CPI Talks… with Catherine Tucker

In this edition of CPI Talks we have the pleasure of speaking with Catherine Tucker, the Sloan Distinguished Professor of Management and a Professor of Marketing at MIT Sloan. She is also Chair of the MIT Sloan PhD Program.

Thank you, Professor Tucker, for taking this time to talk to CPI.

 

1. Is the breaking up of a company ever viable as an antitrust remedy? What has the historical experience taught us thus far?

As an undergraduate in economics, I was reared on stories of breaking up natural monopolies. Indeed, the industrial organization of the 1980s and 1990s was focused on questions of whether you could take a natural monopoly and make it more efficient by breaking it up.

The economics underlying breakup remedies, when it came to the apparent natural monopolies of the 1980s, was reasonably straightforward. The argument was that there were natural economies of scale in erecting and maintaining phone lines, for example. This implied that the existing incumbent would always have a sustained competitive advantage over an entrant.

Typically, the rationale now given for the breakup of platforms is that there are network effects that lead to a natural monopoly. I have written extensively why this viewpoint does not reflect the empirical literature in economics on the nature and scope of network effects.

However, even if one ignores this empirical literature, and tries to make the case that network effects do lead to natural monopoly, the underlying nature of the economics of that argument means that breakup is not an attractive remedy.

 

2. What about the welfare effects of breakup remedies? Are breakup remedies effective at improving consumer welfare?

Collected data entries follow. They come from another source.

//! Migration registry and executor.
//!
//! # Invariants
//! - `version` values are strictly increasing.
//! - Pending migrations are applied in one transaction and mirrored to
//!   `PRAGMA user_version`.

use crate::db::{DbError, DbResult};
use rusqlite::Connection;

#[derive(Debug, Clone, Copy)]
struct Migration {
    version: u32,
    sql: &'static str,
}

const MIGRATIONS: &[Migration] = &[Migration {
    version: 1,
    sql: include_str!("0001_init.sql"),
}];

/// Returns the latest migration version known by this binary.
pub fn latest_version() -> u32 {
    MIGRATIONS.last().map_or(0, |migration| migration.version)
}

/// Applies all pending migrations on the provided connection.
pub fn apply_migrations(conn: &mut Connection) -> DbResult<()> {
    let current_version = current_user_version(conn)?;
    let latest = latest_version();

    if current_version > latest {
        return Err(DbError::UnsupportedSchemaVersion {
            db_version: current_version,
            latest_supported: latest,
        });
    }
    if current_version == latest {
        return Ok(());
    }

    let tx = conn.transaction()?;
    for migration in MIGRATIONS
        .iter()
        .filter(|migration| migration.version > current_version)
    {
        tx.execute_batch(migration.sql)?;
        tx.execute_batch(&format!("PRAGMA user_version = {};", migration.version))?;
    }
    tx.commit()?;

    Ok(())
}

fn current_user_version(conn: &Connection) -> DbResult<u32> {
    let version = conn.query_row("PRAGMA user_version;", [], |row| row.get::<_, u32>(0))?;
    Ok(version)
}
//! Random quote selection policy.
//!
//! The policy is stateless and memoryless: repeats across picks are allowed.

use crate::model::quote::{normalize_category, Quote, ALL_CATEGORIES};
use rand::Rng;

/// Source of uniform random indices, injected by callers.
pub trait RandomSource {
    /// Returns an index in `0..len`. Only called with `len > 0`.
    fn pick_index(&mut self, len: usize) -> usize;
}

/// Default source backed by the thread-local generator.
#[derive(Debug, Default, Clone, Copy)]
pub struct ThreadRandom;

impl RandomSource for ThreadRandom {
    fn pick_index(&mut self, len: usize) -> usize {
        rand::rng().random_range(0..len)
    }
}

/// Result of one pick.
#[derive(Debug, Clone, PartialEq, Eq)]
pub enum Selection {
    Quote(Quote),
    /// No record matches the filter. Rendered distinctly by the shell.
    Empty,
}

impl Selection {
    pub fn quote(&self) -> Option<&Quote> {
        match self {
            Self::Quote(quote) => Some(quote),
            Self::Empty => None,
        }
    }

    pub fn is_empty(&self) -> bool {
        matches!(self, Self::Empty)
    }
}

/// Picks one record passing `filter` uniformly at random.
///
/// `filter` is normalized like stored categories; a blank filter means `all`.
/// Out-of-range indices from a custom source wrap modulo the subset size.
pub fn pick_quote(quotes: &[Quote], filter: &str, rng: &mut dyn RandomSource) -> Selection {
    let filter = normalize_category(filter).unwrap_or_else(|| ALL_CATEGORIES.to_string());
    let pool: Vec<&Quote> = quotes
        .iter()
        .filter(|quote| quote.matches_filter(&filter))
        .collect();
    if pool.is_empty() {
        return Selection::Empty;
    }
    let index = rng.pick_index(pool.len()) % pool.len();
    Selection::Quote(pool[index].clone())
}
//! Remote collection sources.
//!
//! # Invariants
//! - `fetch` returns parsed JSON or fails; it never touches local state.
//! - Transport failures and non-2xx responses map to `SyncError::Transport`.

use crate::codec::json_document::{records_from_value, FormatError};
use crate::model::quote::Quote;
use crate::sync::SyncError;
use async_trait::async_trait;
use serde::{Deserialize, Serialize};
use serde_json::Value;

/// Category assigned to records mapped from placeholder posts.
pub const POSTS_CATEGORY: &str = "server";

/// Asynchronous "given a URL, return parsed JSON" capability.
#[async_trait]
pub trait RemoteSource: Send + Sync {
    async fn fetch(&self, url: &str) -> Result<Value, SyncError>;
}

/// HTTP source over `reqwest`.
#[derive(Debug, Clone, Default)]
pub struct HttpRemoteSource {
    client: reqwest::Client,
}

impl HttpRemoteSource {
    pub fn new() -> Self {
        Self::default()
    }

    pub fn with_client(client: reqwest::Client) -> Self {
        Self { client }
    }
}

#[async_trait]
impl RemoteSource for HttpRemoteSource {
    async fn fetch(&self, url: &str) -> Result<Value, SyncError> {
        let response = self
            .client
            .get(url)
            .header(reqwest::header::ACCEPT, "application/json")
            .send()
            .await
            .map_err(|err| SyncError::Transport(err.to_string()))?;
        let response = response
            .error_for_status()
            .map_err(|err| SyncError::Transport(err.to_string()))?;
        let body = response
            .text()
            .await
            .map_err(|err| SyncError::Transport(err.to_string()))?;
        serde_json::from_str(&body)
            .map_err(|err| SyncError::Format(FormatError::InvalidJson(err.to_string())))
    }
}

/// Shape of the remote payload.
#[derive(Debug, Clone, Copy, Default, PartialEq, Eq, Serialize, Deserialize)]
#[serde(rename_all = "snake_case")]
pub enum RemoteFormat {
    /// Array of `{ text, category }`, same as the export document.
    Quotes,
    /// Array of placeholder posts; `title` becomes the quote text.
    #[default]
    Posts,
}

impl RemoteFormat {
    /// Decodes a fetched payload into validated records, whole or not at all.
    pub fn decode(&self, value: &Value) -> Result<Vec<Quote>, FormatError> {
        match self {
            Self::Quotes => records_from_value(value),
            Self::Posts => posts_from_value(value),
        }
    }
}

fn posts_from_value(value: &Value) -> Result<Vec<Quote>, FormatError> {
    let items = value.as_array().ok_or(FormatError::NotAnArray)?;
    items
        .iter()
        .enumerate()
        .map(|(index, item)| {
            let title = item
                .get("title")
                .and_then(Value::as_str)
                .ok_or_else(|| FormatError::InvalidRecord {
                    index,
                    reason: "missing string field `title`".to_string(),
                })?;
            Quote::new(title, POSTS_CATEGORY).map_err(|err| FormatError::InvalidRecord {
                index,
                reason: err.to_string(),
            })
        })
        .collect()
}
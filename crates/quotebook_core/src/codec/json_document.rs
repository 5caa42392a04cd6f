//! JSON export document format: an array of `{ "text", "category" }` objects
//! in collection order.
//!
//! Pretty-printing is cosmetic. Unknown extra fields on a record are ignored.

use crate::model::quote::{Quote, QuoteValidationError};
use serde_json::Value;
use std::error::Error;
use std::fmt::{Display, Formatter};

/// Parse failures for import documents.
#[derive(Debug, Clone, PartialEq, Eq)]
pub enum FormatError {
    /// Input is not JSON at all.
    InvalidJson(String),
    /// Top-level value is not an array.
    NotAnArray,
    /// One element is not a valid quote record.
    InvalidRecord { index: usize, reason: String },
}

impl FormatError {
    pub fn code(&self) -> &'static str {
        match self {
            Self::InvalidJson(_) => "format_invalid_json",
            Self::NotAnArray => "format_not_array",
            Self::InvalidRecord { .. } => "format_invalid_record",
        }
    }
}

impl Display for FormatError {
    fn fmt(&self, f: &mut Formatter<'_>) -> std::fmt::Result {
        match self {
            Self::InvalidJson(details) => write!(f, "invalid JSON document: {details}"),
            Self::NotAnArray => write!(f, "JSON document is not an array"),
            Self::InvalidRecord { index, reason } => {
                write!(f, "invalid quote at index {index}: {reason}")
            }
        }
    }
}

impl Error for FormatError {}

/// Serializes records into the export document.
pub fn export_document(quotes: &[Quote]) -> String {
    // Vec<Quote> of plain strings cannot fail to serialize.
    serde_json::to_string_pretty(quotes).unwrap_or_else(|_| "[]".to_string())
}

/// Parses raw document text into validated records.
///
/// # Errors
/// - `InvalidJson` when `raw` does not parse.
/// - `NotAnArray` when the top level is not an array.
/// - `InvalidRecord` for the first element lacking a non-empty string
///   `text` or `category`.
pub fn import_document(raw: &str) -> Result<Vec<Quote>, FormatError> {
    let value: Value =
        serde_json::from_str(raw).map_err(|err| FormatError::InvalidJson(err.to_string()))?;
    records_from_value(&value)
}

/// Validates an already-parsed JSON value as a quote array.
pub fn records_from_value(value: &Value) -> Result<Vec<Quote>, FormatError> {
    let items = value.as_array().ok_or(FormatError::NotAnArray)?;
    items
        .iter()
        .enumerate()
        .map(|(index, item)| record_from_value(index, item))
        .collect()
}

fn record_from_value(index: usize, item: &Value) -> Result<Quote, FormatError> {
    let text = string_field(index, item, "text")?;
    let category = string_field(index, item, "category")?;
    Quote::new(text, category).map_err(|err| invalid_record(index, err))
}

fn string_field<'v>(index: usize, item: &'v Value, field: &str) -> Result<&'v str, FormatError> {
    let object = item.as_object().ok_or_else(|| FormatError::InvalidRecord {
        index,
        reason: "element is not an object".to_string(),
    })?;
    object
        .get(field)
        .and_then(Value::as_str)
        .ok_or_else(|| FormatError::InvalidRecord {
            index,
            reason: format!("missing string field `{field}`"),
        })
}

fn invalid_record(index: usize, err: QuoteValidationError) -> FormatError {
    FormatError::InvalidRecord {
        index,
        reason: err.to_string(),
    }
}
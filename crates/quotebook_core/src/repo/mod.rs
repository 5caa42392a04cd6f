//! Persistence layer behind the quote store.
//!
//! # Responsibility
//! - Define the key-value contract the store persists through.
//! - Isolate SQLite and snapshot encoding from store orchestration.

pub mod kv_repo;
pub mod snapshot_repo;
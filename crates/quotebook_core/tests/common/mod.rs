#![allow(dead_code)]

use quotebook_core::{KvRepository, Quote, QuoteStore, RandomSource, RepoError, RepoResult};
use std::collections::HashMap;
use std::sync::atomic::{AtomicBool, Ordering};
use std::sync::{Arc, Mutex};

/// Key-value double whose contents stay observable after the store takes it.
#[derive(Clone, Default)]
pub struct ProbeKv {
    entries: Arc<Mutex<HashMap<String, String>>>,
    fail_writes: Arc<AtomicBool>,
}

impl ProbeKv {
    pub fn new() -> Self {
        Self::default()
    }

    pub fn with_entry(key: &str, value: &str) -> Self {
        let probe = Self::new();
        probe
            .entries
            .lock()
            .unwrap()
            .insert(key.to_string(), value.to_string());
        probe
    }

    pub fn raw(&self, key: &str) -> Option<String> {
        self.entries.lock().unwrap().get(key).cloned()
    }

    pub fn fail_writes(&self, fail: bool) {
        self.fail_writes.store(fail, Ordering::SeqCst);
    }
}

impl KvRepository for ProbeKv {
    fn get(&self, key: &str) -> RepoResult<Option<String>> {
        Ok(self.raw(key))
    }

    fn set(&mut self, key: &str, value: &str) -> RepoResult<()> {
        if self.fail_writes.load(Ordering::SeqCst) {
            return Err(RepoError::InvalidData("write refused".to_string()));
        }
        self.entries
            .lock()
            .unwrap()
            .insert(key.to_string(), value.to_string());
        Ok(())
    }
}

/// Random source that always returns the same index.
pub struct FixedIndex(pub usize);

impl RandomSource for FixedIndex {
    fn pick_index(&mut self, _len: usize) -> usize {
        self.0
    }
}

pub fn quote(text: &str, category: &str) -> Quote {
    Quote::new(text, category).unwrap()
}

/// Store whose persisted snapshot is exactly `quotes`.
pub fn store_with(quotes: &[Quote]) -> (QuoteStore<ProbeKv>, ProbeKv) {
    let probe = ProbeKv::with_entry("quotes", &quotebook_core::export_document(quotes));
    let store = QuoteStore::open(probe.clone()).unwrap();
    (store, probe)
}
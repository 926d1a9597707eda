//! SQLite-backed object catalog
//!
//! Provides:
//! - [`SqliteCatalog`]: staged upserts and tombstones, commits with metadata
//! - [`CatalogInventoryIterator`]: a branch's live objects as a key-ordered
//!   inventory, paged from the database

mod listing;
mod sqlite_catalog;

pub use listing::CatalogInventoryIterator;
pub use sqlite_catalog::SqliteCatalog;
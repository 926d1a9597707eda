//! Import configuration.
//!
//! Loaded from TOML, then overridden by `LAKEIMPORT_*` environment variables:
//!
//! ```toml
//! read_batch_size = 50000
//! dry_run = false
//! verify_key_order = true
//! diff_base = "previous_inventory"
//! branch = "main"
//! commit_message = "Import from inventory"
//! ```

use std::path::Path;
use std::sync::Arc;

use lakeimport_core::errors::{ExError, ExErrorKind, Result};
use lakeimport_store::{FsInventoryGenerator, FsObjectStore};
use serde::{Deserialize, Serialize};

pub const ENV_READ_BATCH_SIZE: &str = "LAKEIMPORT_READ_BATCH_SIZE";
pub const ENV_DRY_RUN: &str = "LAKEIMPORT_DRY_RUN";
pub const ENV_VERIFY_KEY_ORDER: &str = "LAKEIMPORT_VERIFY_KEY_ORDER";
pub const ENV_BRANCH: &str = "LAKEIMPORT_BRANCH";

/// What the incoming inventory is diffed against.
#[derive(Debug, Clone, Copy, Default, PartialEq, Eq, Serialize, Deserialize)]
#[serde(rename_all = "snake_case")]
pub enum DiffBase {
    /// The inventory named by the branch's last import commit
    #[default]
    PreviousInventory,
    /// The branch's current catalog listing
    Catalog,
}

#[derive(Debug, Clone, PartialEq, Eq, Serialize, Deserialize)]
#[serde(default, deny_unknown_fields)]
pub struct ImportConfig {
    /// Rows per batch read; zero or negative selects the default
    pub read_batch_size: i64,
    /// Compute the diff and statistics without touching the catalog
    pub dry_run: bool,
    pub verify_key_order: bool,
    pub diff_base: DiffBase,
    pub branch: String,
    pub commit_message: String,
}

impl Default for ImportConfig {
    fn default() -> Self {
        Self {
            read_batch_size: 0,
            dry_run: false,
            verify_key_order: true,
            diff_base: DiffBase::default(),
            branch: "main".to_string(),
            commit_message: "Import from inventory".to_string(),
        }
    }
}

impl ImportConfig {
    /// Parse a TOML document; absent keys keep their defaults
    ///
    /// # Errors
    ///
    /// `InvalidInput` if the document does not parse or has unknown keys.
    pub fn from_toml_str(text: &str) -> Result<Self> {
        toml::from_str(text).map_err(|e| {
            ExError::new(ExErrorKind::InvalidInput)
                .with_op("load_config")
                .with_message(format!("invalid import config: {}", e))
        })
    }

    /// Read a TOML file and apply environment overrides
    ///
    /// # Errors
    ///
    /// `Io`/`NotFound` if the file cannot be read, `InvalidInput` if it or an
    /// override does not parse.
    pub fn load(path: impl AsRef<Path>) -> Result<Self> {
        let path = path.as_ref();
        let text = std::fs::read_to_string(path).map_err(|e| {
            let kind = match e.kind() {
                std::io::ErrorKind::NotFound => ExErrorKind::NotFound,
                _ => ExErrorKind::Io,
            };
            ExError::new(kind)
                .with_op("load_config")
                .with_file(path.display().to_string())
                .with_message(e.to_string())
        })?;
        let mut config = Self::from_toml_str(&text)?;
        config.apply_env_overrides()?;
        Ok(config)
    }

    /// Apply `LAKEIMPORT_*` overrides from the process environment
    ///
    /// # Errors
    ///
    /// `InvalidInput` naming the variable whose value does not parse.
    pub fn apply_env_overrides(&mut self) -> Result<()> {
        self.apply_overrides(|name| std::env::var(name).ok())
    }

    /// Apply overrides from an arbitrary lookup; blank values are ignored
    ///
    /// # Errors
    ///
    /// `InvalidInput` naming the variable whose value does not parse.
    pub fn apply_overrides<F>(&mut self, lookup: F) -> Result<()>
    where
        F: Fn(&str) -> Option<String>,
    {
        let get = |name: &str| {
            lookup(name)
                .map(|v| v.trim().to_string())
                .filter(|v| !v.is_empty())
        };

        if let Some(v) = get(ENV_READ_BATCH_SIZE) {
            self.read_batch_size = v.parse::<i64>().map_err(|e| {
                invalid_env(ENV_READ_BATCH_SIZE, &format!("must be an integer: {}", e))
            })?;
        }
        if let Some(v) = get(ENV_DRY_RUN) {
            self.dry_run = parse_bool(ENV_DRY_RUN, &v)?;
        }
        if let Some(v) = get(ENV_VERIFY_KEY_ORDER) {
            self.verify_key_order = parse_bool(ENV_VERIFY_KEY_ORDER, &v)?;
        }
        if let Some(v) = get(ENV_BRANCH) {
            self.branch = v;
        }
        Ok(())
    }

    /// Inventory generator reading from `store` with this config's settings
    pub fn inventory_generator(&self, store: Arc<FsObjectStore>) -> FsInventoryGenerator {
        FsInventoryGenerator::new(store)
            .with_read_batch_size(self.read_batch_size)
            .with_key_order_check(self.verify_key_order)
    }
}

fn parse_bool(name: &str, value: &str) -> Result<bool> {
    match value.to_ascii_lowercase().as_str() {
        "true" | "1" | "yes" | "y" => Ok(true),
        "false" | "0" | "no" | "n" => Ok(false),
        _ => Err(invalid_env(name, "must be a boolean (true/false/1/0)")),
    }
}

fn invalid_env(name: &str, reason: &str) -> ExError {
    ExError::new(ExErrorKind::InvalidInput)
        .with_op("load_config")
        .with_message(format!("{} {}", name, reason))
}
//! Inventory generation from a manifest URL.

use std::sync::Arc;

use lakeimport_core::errors::InventoryError;
use lakeimport_core::source::RowSourceFactory;
use lakeimport_core::{Inventory, InventoryGenerator, Manifest, ManifestInventory};

use super::fs_store::FsObjectStore;
use super::jsonl::JsonLinesSourceFactory;
use crate::errors::Result;

/// `fileFormat` value of JSON-lines inventories
pub const FORMAT_JSONL: &str = "JSONL";

/// Pick the Row Batch Source factory for a manifest's file format
///
/// # Errors
///
/// `UnsupportedFormat` if no reader handles the format.
pub fn row_source_factory(
    manifest: &Manifest,
    store: Arc<FsObjectStore>,
) -> Result<Arc<dyn RowSourceFactory>> {
    if manifest.file_format.eq_ignore_ascii_case(FORMAT_JSONL) {
        return Ok(Arc::new(JsonLinesSourceFactory::new(
            store,
            manifest.source_bucket.clone(),
        )));
    }
    Err(InventoryError::UnsupportedFormat {
        format: manifest.file_format.clone(),
    }
    .into())
}

/// Load the manifest at `manifest_url` and build an inventory over it
///
/// Partition files are not touched until the inventory is iterated.
///
/// # Errors
///
/// See [`FsObjectStore::load_manifest`] and [`row_source_factory`].
pub fn generate_inventory(
    manifest_url: &str,
    store: Arc<FsObjectStore>,
    read_batch_size: i64,
    verify_key_order: bool,
) -> Result<ManifestInventory> {
    let manifest = store.load_manifest(manifest_url)?;
    let factory = row_source_factory(&manifest, store)?;
    tracing::debug!(
        inventory_url = manifest_url,
        files = manifest.files.len(),
        file_format = %manifest.file_format,
        "loaded inventory manifest"
    );
    Ok(ManifestInventory::new(manifest_url, manifest, factory)
        .with_read_batch_size(read_batch_size)
        .with_key_order_check(verify_key_order))
}

/// [`InventoryGenerator`] over an [`FsObjectStore`], with fixed read settings.
#[derive(Debug, Clone)]
pub struct FsInventoryGenerator {
    store: Arc<FsObjectStore>,
    read_batch_size: i64,
    verify_key_order: bool,
}

impl FsInventoryGenerator {
    pub fn new(store: Arc<FsObjectStore>) -> Self {
        Self {
            store,
            read_batch_size: 0,
            verify_key_order: true,
        }
    }

    pub fn with_read_batch_size(mut self, read_batch_size: i64) -> Self {
        self.read_batch_size = read_batch_size;
        self
    }

    pub fn with_key_order_check(mut self, verify: bool) -> Self {
        self.verify_key_order = verify;
        self
    }
}

impl InventoryGenerator for FsInventoryGenerator {
    fn generate_inventory(&self, manifest_url: &str) -> Result<Box<dyn Inventory + Send + Sync>> {
        let inventory = generate_inventory(
            manifest_url,
            self.store.clone(),
            self.read_batch_size,
            self.verify_key_order,
        )?;
        Ok(Box::new(inventory))
    }
}
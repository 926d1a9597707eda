//! Manifest-backed inventory iterator.
//!
//! Flattens the partition files named by a manifest into one logical
//! sequence: each file's rows in stored order, files in manifest order.
//! Files are opened lazily, one at a time, and read in batches of at most
//! `read_batch_size` rows into a buffer owned by the iterator and reused
//! across batches. Memory held is O(batch size), never O(inventory).

use std::collections::VecDeque;
use std::sync::Arc;

use super::InventoryIterator;
use crate::errors::{ExError, InventoryError, Result};
use crate::model::InventoryObject;
use crate::source::{RowBatchSource, RowSourceFactory};

/// Rows per batch read when no positive size is configured
pub const DEFAULT_READ_BATCH_SIZE: usize = 100_000;

/// Normalise a configured batch size; non-positive means "use the default"
pub fn effective_batch_size(configured: i64) -> usize {
    if configured <= 0 {
        DEFAULT_READ_BATCH_SIZE
    } else {
        usize::try_from(configured).unwrap_or(DEFAULT_READ_BATCH_SIZE)
    }
}

/// The partition file currently being read.
struct OpenPartition {
    key: String,
    source: Box<dyn RowBatchSource>,
    total_rows: u64,
    rows_left: u64,
}

/// Iterator over the effective records of a manifest's partition files.
///
/// Records that are not the latest version of their key, or that are delete
/// markers, are skipped. A second effective record for the key just yielded
/// always latches `DuplicateKey`. With key-order verification on (the
/// default), a key that sorts strictly before its predecessor latches an
/// `OrderingViolation`.
pub struct ManifestInventoryIterator {
    factory: Arc<dyn RowSourceFactory>,
    bucket: String,
    pending: VecDeque<String>,
    partition: Option<OpenPartition>,
    read_batch_size: usize,
    verify_key_order: bool,
    buffer: Vec<InventoryObject>,
    cursor: usize,
    current: Option<usize>,
    last_key: Option<String>,
    rows_read: u64,
    exhausted: bool,
    err: Option<ExError>,
}

impl ManifestInventoryIterator {
    /// Create an iterator over `files`, read from `bucket` through `factory`.
    ///
    /// Nothing is opened until the first call to `next`.
    pub fn new(
        factory: Arc<dyn RowSourceFactory>,
        bucket: impl Into<String>,
        files: Vec<String>,
    ) -> Self {
        Self {
            factory,
            bucket: bucket.into(),
            pending: files.into(),
            partition: None,
            read_batch_size: DEFAULT_READ_BATCH_SIZE,
            verify_key_order: true,
            buffer: Vec::new(),
            cursor: 0,
            current: None,
            last_key: None,
            rows_read: 0,
            exhausted: false,
            err: None,
        }
    }

    /// Rows per batch read; non-positive selects [`DEFAULT_READ_BATCH_SIZE`]
    pub fn with_read_batch_size(mut self, read_batch_size: i64) -> Self {
        self.read_batch_size = effective_batch_size(read_batch_size);
        self
    }

    pub fn with_key_order_check(mut self, verify: bool) -> Self {
        self.verify_key_order = verify;
        self
    }

    pub fn read_batch_size(&self) -> usize {
        self.read_batch_size
    }

    /// Rows decoded so far, including skipped non-effective versions
    pub fn rows_read(&self) -> u64 {
        self.rows_read
    }

    fn fail(&mut self, err: ExError) {
        tracing::debug!(
            bucket = %self.bucket,
            rows_read = self.rows_read,
            error = %err,
            "inventory iteration failed"
        );
        self.current = None;
        self.partition = None;
        self.buffer.clear();
        self.cursor = 0;
        self.err = Some(err);
    }

    /// Close the current partition and open the next one in manifest order.
    ///
    /// A partition is only closed once it confirms it holds no rows past its
    /// announced count. Returns `false` when no partitions remain.
    fn open_next_partition(&mut self) -> Result<bool> {
        if let Some(mut done) = self.partition.take() {
            done.source
                .check_exhausted()
                .map_err(|e| e.or_file(done.key.clone()))?;
        }
        let Some(key) = self.pending.pop_front() else {
            return Ok(false);
        };

        let source = self.factory.open(&self.bucket, &key).map_err(|e| {
            e.or_file(key.clone())
        })?;
        let total_rows = source.total_rows();
        tracing::debug!(
            bucket = %self.bucket,
            partition_file = %key,
            total_rows,
            "opened inventory partition"
        );

        self.partition = Some(OpenPartition {
            key,
            source,
            total_rows,
            rows_left: total_rows,
        });
        Ok(true)
    }

    /// Refill the buffer with the next non-empty batch.
    ///
    /// Returns `false` when every partition is exhausted.
    fn fill_buffer(&mut self) -> Result<bool> {
        loop {
            let needs_partition = self
                .partition
                .as_ref()
                .map_or(true, |p| p.rows_left == 0);
            if needs_partition {
                if !self.open_next_partition()? {
                    return Ok(false);
                }
                // Empty partitions fall through to the next iteration.
                continue;
            }

            let batch_size = self.read_batch_size;
            let Some(partition) = self.partition.as_mut() else {
                continue;
            };
            let want = partition.rows_left.min(batch_size as u64) as usize;
            let read = partition
                .source
                .read_batch(&mut self.buffer, want)
                .map_err(|e| e.or_file(partition.key.clone()))?;

            if read == 0 {
                return Err(InventoryError::TruncatedPartition {
                    file: partition.key.clone(),
                    expected: partition.total_rows,
                    read: partition.total_rows - partition.rows_left,
                }
                .into());
            }

            partition.rows_left = partition.rows_left.saturating_sub(read as u64);
            self.rows_read += read as u64;
            self.cursor = 0;
            return Ok(true);
        }
    }

    /// Check the record at `idx` against the previous effective key.
    ///
    /// Repeats are always rejected; keys going backwards only when key-order
    /// verification is on.
    fn check_order(&mut self, idx: usize) -> Result<()> {
        let key = &self.buffer[idx].key;
        if let Some(previous) = &self.last_key {
            if key == previous {
                return Err(InventoryError::DuplicateKey { key: key.clone() }.into());
            }
            if self.verify_key_order && key < previous {
                return Err(InventoryError::KeyOrderViolation {
                    previous: previous.clone(),
                    key: key.clone(),
                }
                .into());
            }
        }
        match &mut self.last_key {
            Some(last) => {
                last.clear();
                last.push_str(key);
            }
            None => self.last_key = Some(key.clone()),
        }
        Ok(())
    }
}

impl InventoryIterator for ManifestInventoryIterator {
    fn next(&mut self) -> bool {
        self.current = None;
        if self.err.is_some() || self.exhausted {
            return false;
        }

        loop {
            while self.cursor < self.buffer.len() {
                let idx = self.cursor;
                self.cursor += 1;
                if !self.buffer[idx].is_effective() {
                    continue;
                }
                if let Err(err) = self.check_order(idx) {
                    let file = self.partition.as_ref().map(|p| p.key.clone());
                    self.fail(match file {
                        Some(file) => err.or_file(file),
                        None => err,
                    });
                    return false;
                }
                self.current = Some(idx);
                return true;
            }

            match self.fill_buffer() {
                Ok(true) => continue,
                Ok(false) => {
                    tracing::debug!(
                        bucket = %self.bucket,
                        rows_read = self.rows_read,
                        "inventory exhausted"
                    );
                    self.exhausted = true;
                    self.buffer.clear();
                    self.cursor = 0;
                    return false;
                }
                Err(err) => {
                    self.fail(err);
                    return false;
                }
            }
        }
    }

    fn get(&self) -> Option<&InventoryObject> {
        self.current.and_then(|idx| self.buffer.get(idx))
    }

    fn err(&self) -> Option<&ExError> {
        self.err.as_ref()
    }
}
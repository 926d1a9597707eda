//! Structured logging facility for lakeimport
//!
//! - Single initialization point via `init(profile)`
//! - Operation boundary macros (`log_op_start!`, `log_op_end!`, `log_op_error!`)
//! - Test capture mode for deterministic assertions
//!
//! # Usage
//!
//! ```rust
//! use lakeimport_core::logging_facility::{init, Profile};
//!
//! init(Profile::Development);
//! ```

pub mod init;
pub mod macros;
pub mod test_capture;

pub use init::{init, Profile};
pub use test_capture::{init_test_capture, CapturedEvent, TestCapture};
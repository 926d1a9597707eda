//! Logging initialization module

use std::sync::Once;
use tracing_subscriber::{util::SubscriberInitExt, EnvFilter};

/// Logging profile configuration
#[derive(Debug, Clone, Copy, PartialEq, Eq)]
pub enum Profile {
    /// Human-readable output, debug level
    Development,
    /// JSON structured output, info level
    Production,
    /// Bare registry; tests install their own capture layer
    Test,
}

impl Profile {
    fn default_filter(self) -> &'static str {
        match self {
            Profile::Development => "lakeimport=debug",
            Profile::Production | Profile::Test => "lakeimport=info",
        }
    }
}

static INIT_ONCE: Once = Once::new();

/// Initialize the logging facility
///
/// Only the first call has an effect, and a subscriber installed elsewhere
/// (e.g. test capture) is left in place. `RUST_LOG` overrides the profile's
/// default filter.
///
/// # Example
///
/// ```
/// use lakeimport_core::logging_facility::{init, Profile};
///
/// init(Profile::Production);
/// ```
pub fn init(profile: Profile) {
    INIT_ONCE.call_once(|| {
        let filter = EnvFilter::try_from_default_env()
            .unwrap_or_else(|_| EnvFilter::new(profile.default_filter()));
        match profile {
            Profile::Development => {
                let _ = tracing_subscriber::fmt().with_env_filter(filter).try_init();
            }
            Profile::Production => {
                let _ = tracing_subscriber::fmt()
                    .json()
                    .with_env_filter(filter)
                    .try_init();
            }
            Profile::Test => {
                let _ = tracing_subscriber::registry().try_init();
            }
        }
    });
}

The key difference between network effects and economies of scale is that at their essence, network effects are a demand-side phenomenon. Network effects enter directly into a prospective platform users’ utility function. Indeed, when I teach entrepreneurs how to build platforms, I get them to mentally model the likelihood of their acquiring a customer as being a function of the network effects they can create.

By contrast, economies of scale do not directly enter into a consumer’s utility function. Instead, they allow a producer to supply a good at a cheaper cost than its rivals. Much of antitrust debate is focused on the question of how much of that cost advantage benefits the consumer in terms of lower prices, relative to benefiting the firm in terms of higher profit margins. However, this economic ambiguity of how the gains of lower costs are split between consumer and firm does allow for debate. It also means that a regulator intent on breaking up a firm to limit economies of scale could perhaps argue that consumers could in theory still benefit, because if competition leads to lower profit margins, then this could counteract naturally higher costs and still lead to lower prices.

By contrast, because network effects directly enter into a platform’s utility function, there is no ambiguity that a breakup focused on curtailing network effects would diminish platform users’ utility directly. And there is no clear argument about lower prices that would help temper this direct reduction in utility. First, many users of platforms pay a zero price or are subsidized. Second, the reason a user-group on one side of the platform is typically subsidized is because users on the other side of the platform benefit asymmetrically from their presence. If we restrict a platform’s ability to construct network effects, then the rationale for a cross-subsidy disappears. So that means that not only do you have a reduction in welfare from the direct eradication of network effects, but you extinguish one rationale for a mutually beneficial cross-subsidy. In other words, if a regulator seriously believes in the argument that network effects lead users to be persistently attracted to a particular platform, then any breakup remedy designed to curtail platforms’ network effects will negatively affect consumer welfare.

 

3. Could breakup remedies be effective at increasing competition between so-called “digital platforms”?

There are many reasons to think that network effects are localized and fragile in nature and unlikely to give sustained competitive advantage. But let us imagine a two-sided platform where regulators have managed convincingly to demonstrate empirically that the network effects of that platform are both global and persistent in a way which led to a winner-takes-all market. What would that imply for the likelihood of a breakup improving competition?

Well, in some sense, it seems almost a trite question to ask. If you seriously believe that network effects are persistent and global enough to lead to a winner-takes-all market, then the effects of any breakup will be temporary. All that will happen is you take the ‘Winning’ platform, and temporarily split it into two platforms that compete. However, the same network effects that drove the decision to break up the platform will also lead to the re- emergence of a single winner, and the stronger the network effects are that the regulator is trying to counteract, the quicker that will happen.